Dear Ann Abler,
I’ve been a stay at home mom for over two years and I’m ready to go back to work. A friend said I should wait until my toddler is in preschool. I could use a few of your expert excuses, so I don’t admit I'm going to work again in order drink my coffee uninterrupted and go to the bathroom alone.
While you’re at it, can you share some tips to ease the transition and also relieve my momguilt?
- Wam Bam no more a SAHM
Dear Wam Bam,
Going back to work, you say? Let me put my sassy pants on and say, Giiiirrrrl, you’ve been at work! You’re a mom! And as a fellow food fetcher / homework helper / lullaby singer / boo-boo bandager, I can say it is one of the most exhausting, essence-sucking, rewarding and fulfilling jobs out there.
I will now replace the sassy pants with yoga pants, in order to better espouse expert excuses in a zen state of mind. That’s how yoga pants work.

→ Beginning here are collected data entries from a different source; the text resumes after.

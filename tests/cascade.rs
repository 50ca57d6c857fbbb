mod common;

use std::sync::Arc;

use common::*;
use proptest::prelude::*;
use questloom::cascade::{
    CampaignObjective, CascadeEngine, ChildKind, ChildObjective, CompletionEvent,
    InMemoryObjectiveStore, ObjectiveStatus, ObjectiveStore, QualityTier, QuestObjective,
    quest_percentage,
};

fn child(id: &str, quest: &str, required: bool) -> ChildObjective {
    ChildObjective {
        id: id.to_string(),
        quest_objective_id: quest.to_string(),
        kind: ChildKind::Discovery,
        required,
        weight: 1.0,
        status: ObjectiveStatus::NotStarted,
        rubric_score: None,
        quality: None,
    }
}

fn quest(id: &str) -> QuestObjective {
    QuestObjective {
        id: id.to_string(),
        campaign_objective_id: "co1".to_string(),
        status: ObjectiveStatus::NotStarted,
        percentage: 0.0,
    }
}

fn seeded_store() -> Arc<InMemoryObjectiveStore> {
    let store = Arc::new(InMemoryObjectiveStore::new());
    store.seed(
        CampaignObjective {
            id: "co1".to_string(),
            campaign_id: "camp-1".to_string(),
            status: ObjectiveStatus::NotStarted,
            percentage: 0.0,
            unlocks: vec!["act-two".to_string()],
        },
        vec![quest("q1"), quest("q2")],
        vec![
            child("c1", "q1", true),
            child("c2", "q1", true),
            child("c3", "q2", true),
        ],
    );
    store
}

fn completion(child_id: &str, rubric: Option<f64>) -> CompletionEvent {
    CompletionEvent {
        campaign_id: "camp-1".to_string(),
        user_id: "u1".to_string(),
        child_objective_id: child_id.to_string(),
        kind: ChildKind::Discovery,
        rubric_score: rubric,
    }
}

/// Rubric-scored completion cascades child -> quest -> campaign, with the
/// milestone firing only when the campaign objective itself completes.
#[tokio::test]
async fn cascade_rolls_up_and_fires_milestone() {
    let store = seeded_store();
    let emitter = CollectingEmitter::new();
    let engine = CascadeEngine::new(store.clone(), Arc::new(emitter.clone()));

    let outcome = engine.handle(completion("c1", Some(3.5))).await.unwrap();
    assert!(outcome.child_changed && outcome.quest_changed);
    assert!(!outcome.campaign_changed && !outcome.milestone_reached);

    let c1 = store.load_child("c1").await.unwrap().unwrap();
    assert_eq!(c1.quality, Some(QualityTier::Excellent));
    assert_eq!(c1.rubric_score, Some(3.5));
    let q1 = store.load_quest("q1").await.unwrap().unwrap();
    assert!((q1.percentage - 50.0).abs() < f64::EPSILON);
    assert_eq!(q1.status, ObjectiveStatus::InProgress);

    // Second child completes the quest; campaign moves to 50%.
    let outcome = engine.handle(completion("c2", Some(1.2))).await.unwrap();
    assert!(outcome.quest_changed && outcome.campaign_changed);
    assert!(!outcome.milestone_reached);
    let c2 = store.load_child("c2").await.unwrap().unwrap();
    assert_eq!(c2.quality, Some(QualityTier::Minimal));
    let q1 = store.load_quest("q1").await.unwrap().unwrap();
    assert_eq!(q1.status, ObjectiveStatus::Completed);
    let co = store.load_campaign_objective("co1").await.unwrap().unwrap();
    assert!((co.percentage - 50.0).abs() < f64::EPSILON);

    // Last quest completes the campaign; milestone carries the unlocks.
    let outcome = engine.handle(completion("c3", None)).await.unwrap();
    assert!(outcome.milestone_reached);
    let co = store.load_campaign_objective("co1").await.unwrap().unwrap();
    assert_eq!(co.status, ObjectiveStatus::Completed);

    let milestone = emitter
        .events()
        .into_iter()
        .find(|e| e.label == "milestone_reached")
        .unwrap();
    assert_eq!(milestone.payload["unlocks"][0], "act-two");
    assert_eq!(milestone.topic(), "user:u1:objectives");
}

/// Duplicate delivery changes nothing and emits nothing.
#[tokio::test]
async fn duplicate_completions_are_noops() {
    let store = seeded_store();
    let emitter = CollectingEmitter::new();
    let engine = CascadeEngine::new(store.clone(), Arc::new(emitter.clone()));

    engine.handle(completion("c1", Some(2.5))).await.unwrap();
    let quest_before = store.load_quest("q1").await.unwrap().unwrap();
    let events_before = emitter.events().len();

    let outcome = engine.handle(completion("c1", Some(2.5))).await.unwrap();
    assert!(outcome.is_noop());
    assert_eq!(emitter.events().len(), events_before);
    assert_eq!(store.load_quest("q1").await.unwrap().unwrap(), quest_before);
}

/// A better rubric score on replay upgrades quality without re-cascading
/// progress that already happened.
#[tokio::test]
async fn rubric_improvement_upgrades_quality_only() {
    let store = seeded_store();
    let emitter = CollectingEmitter::new();
    let engine = CascadeEngine::new(store.clone(), Arc::new(emitter.clone()));

    engine.handle(completion("c1", Some(1.5))).await.unwrap();
    let quest_before = store.load_quest("q1").await.unwrap().unwrap();

    let outcome = engine.handle(completion("c1", Some(3.2))).await.unwrap();
    assert!(outcome.child_changed);
    assert!(!outcome.quest_changed);
    let c1 = store.load_child("c1").await.unwrap().unwrap();
    assert_eq!(c1.quality, Some(QualityTier::Excellent));
    assert_eq!(store.load_quest("q1").await.unwrap().unwrap(), quest_before);

    // A worse score never downgrades.
    engine.handle(completion("c1", Some(1.0))).await.unwrap();
    let c1 = store.load_child("c1").await.unwrap().unwrap();
    assert_eq!(c1.rubric_score, Some(3.2));
}

#[tokio::test]
async fn unknown_child_is_an_error() {
    let store = seeded_store();
    let engine = CascadeEngine::new(store, Arc::new(CollectingEmitter::new()));
    let err = engine.handle(completion("c-404", None)).await.unwrap_err();
    assert!(matches!(
        err,
        questloom::cascade::CascadeError::UnknownChild { .. }
    ));
}

fn arb_children() -> impl Strategy<Value = Vec<ChildObjective>> {
    prop::collection::vec(any::<(bool, bool)>(), 0..12).prop_map(|specs| {
        specs
            .into_iter()
            .enumerate()
            .map(|(i, (required, completed))| {
                let mut c = child(&format!("c{i}"), "q", required);
                if completed {
                    c.status = ObjectiveStatus::Completed;
                }
                c.weight = 1.0 + (i % 3) as f64;
                c
            })
            .collect()
    })
}

proptest! {
    /// Percentages stay inside 0..=100 for any hierarchy shape.
    #[test]
    fn quest_percentage_is_bounded(children in arb_children()) {
        let pct = quest_percentage(&children);
        prop_assert!((0.0..=100.0).contains(&pct));
    }

    /// Completing one more child never lowers the quest percentage.
    #[test]
    fn completing_a_child_is_monotonic(children in arb_children(), pick in any::<prop::sample::Index>()) {
        prop_assume!(!children.is_empty());
        let before = quest_percentage(&children);
        let mut after = children.clone();
        let i = pick.index(after.len());
        after[i].status = ObjectiveStatus::Completed;
        prop_assert!(quest_percentage(&after) >= before - 1e-9);
    }

    /// Tier classification is total and ordered over the rubric scale.
    #[test]
    fn rubric_classification_is_total(score in 0.0f64..10.0) {
        let tier = QualityTier::from_score(score);
        if score >= 3.0 {
            prop_assert_eq!(tier, QualityTier::Excellent);
        } else if (2.0..3.0).contains(&score) {
            prop_assert_eq!(tier, QualityTier::Good);
        } else if (1.0..2.0).contains(&score) {
            prop_assert_eq!(tier, QualityTier::Minimal);
        }
    }
}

Taylor Swift recently reminded us of the immutable truth that players gonna play and haters will frequently hate. You have some options of how to respond to those who doubt your decision-making skills. If you’re feeling self-deprecating-ish, focus on how you are a horrible person and would be ruining your kid if you spent any more time with him and so you're bringing in professional help. If you’re feeling more blame-y, just say how other moms suck much more than you. Try phrases like, “at least I’m better than that Sheila…her baby’s first word was iPad,” or “sure Tracy stays at home with her kids, but she plays possum until they figure out the Common Core homework and forage for food on their own”. History (and by history I mean The Real Housewives) shows us that putting down others is a great way to feel better about ourselves.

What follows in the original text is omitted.